Luis Rubio
Sarajevo 1914. Gavrilo Princip shoots Archduke Franz Ferdinand and his wife. One more assassination, except that this one would have indescribable consequences, starting with dozens of millions of deaths. An apparently insignificant event unleashes forces that nothing or no one could contain after it. Thus begin the great changes: with small things that accumulate, the old saying of the straw that broke the camel’s back. But the times are tricky, and things take place in their own times, not necessarily those of the political hourglass.
The year 2024 marks the period of constitutional transition, a process that represents two simultaneous components, albeit in opposite directions: on the one hand, those who are taking their leave; on the other, those who have not yet arrived. The former are known, while the latter have yet to be defined. That is what elections are for, as are the mechanisms designed to reach that moment, beginning with the electoral campaigns themselves, a period during which Mexicans are thrust into this momentous point in time.
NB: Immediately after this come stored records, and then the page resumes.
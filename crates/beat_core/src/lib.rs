pub mod config;
pub mod error;
pub mod input;
pub mod mapping;
pub mod queue;
pub mod time;

pub use config::{KeyRemap, Preferences};
pub use error::ConfigError;
pub use input::{DeviceClass, DeviceInput, InputEvent, InputFilter, InputPhase, JoyButton, Key};
pub use mapping::{
    GameButton, GameController, GameInput, InputMapper, MappedInput, MenuButton, MenuInput,
    StyleInput,
};
pub use queue::InputQueue;
pub use time::{FrameClock, TimeScale};
pub mod backend;
pub mod compat;
pub mod error;
pub mod renderer;
pub mod screenshot;
pub mod selector;
pub mod wgpu_renderer;

pub use backend::BackendKind;
pub use compat::{CompatRule, DEFAULT_COMPAT_RULES};
pub use error::RendererError;
pub use renderer::{Frame, Renderer, VideoMode};
pub use selector::{create_renderer, BackendFactory, SelectionConfig};
pub use wgpu_renderer::{WgpuBackendFactory, WgpuRenderer};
Campaigns are about those who aspire to incorporate themselves into the government, and in that period, which in Mexico is excessively defined and regulated, designed as it is for the candidates to make themselves known and for them to be presented to the electorate. Under normal circumstances, candidates would arise from their internal processes and dedicate themselves to conquering the votes cast by the citizenry. The theory is very clear, but on this occasion, that process has been overtaken by the President’s urgency in trying to win the election months before the votes are actually cast and the manner in which party alignments have come about.
Surveys and other measures suggest that the result is already inevitable. Thus, the strategy of the governing party is intended to discourage the opposition vote: why waste time on campaigns and election day if the result is known beforehand, as in the good old days? Notwithstanding this, the objective of the campaigns is precisely for the candidates to present themselves before the electorate, to be known, and to make an impression on it, developing in that manner a true competition. While the Morena party candidate is widely known, the campaign embodies the opportunity for the electorate to come to know the opposition candidate. This very process is key for a credible result that would be consummated and legitimatized on election day.
The flip side of the coin, critical at this moment due to the tight linking (in truth much more than that) between the outgoing President and his candidate, is that which materializes in the ambit of those concluding their constitutional mandate this year, from the President and his family to the lowermost of his collaborators.
There is no presidential term in which the departing governmental group does not emanate excessive satisfaction for their term of office achievements. Each and every government of the past century concluded with the governing group sure of their accomplishments -all extraordinary and great- that explain their prestige and historical transcendence. Viewing themselves in the mirror, (nearly) all of them were certain of having done good, transforming reality and ending up with neither outstanding nor pending debt. All of this vindicates their sense of invulnerability, fully justified in the face of a golden future. But all, all of them, erred: some because they remained irrelevant, others because, in the last analysis, they caused uncommon crises or worse. Some, few, ended up in jail. But their most important error was to believe that theirs was the party and would continue forever, well beyond the day of the constitutional relinquishment of that power. In this, the Mexican political system is not only ungrateful but also absolutely brutal: therein lies that tiny Maderista detail of no-reelection.
Engrossed in their own myths and their artificial and artifice-ridden truths, they never ponder the possible errors that they may have committed, the abuses, the victims of their excesses, or the offenses that they left along the way, not to mention the atrocious acts that their initiatives could have caused. All of them know and are perhaps part of what Emilio Portes Gil denominated “the sexennial broods of millionaires.” Nothing has caused them to lose any sleep over this because it’s all about the cleanest, purest, and most exceptional government in history. Like all of those preceding it… How many Sarajevos might they have left in their wake?
This concluding administration, now nearing its end, is somewhat out of the ordinary because its narrative is so attractive and contagious, therefore leading its members to believe and feel themselves to be part of a great transformation of that crusade that seems unstoppable and that is driven by the enormous distance between the discourse and the reality. There is no doubt of the President’s popularity, but his support is merely castles in the sand. The only question is when those foundationless supports will collapse. This is where the times come in, which will benefit one or the other candidate, but that will inevitably be akin to the winner drawing the short straw.
According to Voltaire, “History never repeats itself. Man always does.” Perhaps this is why Marx thought that the second time around was no more than a farce, but Mexico has been repeating that history for a century, and those taking their leave of power never learn. The history of that process appears inevitable, but it is far from having been written in textbooks. Those who leave, leave, but those who will come have yet to be determined.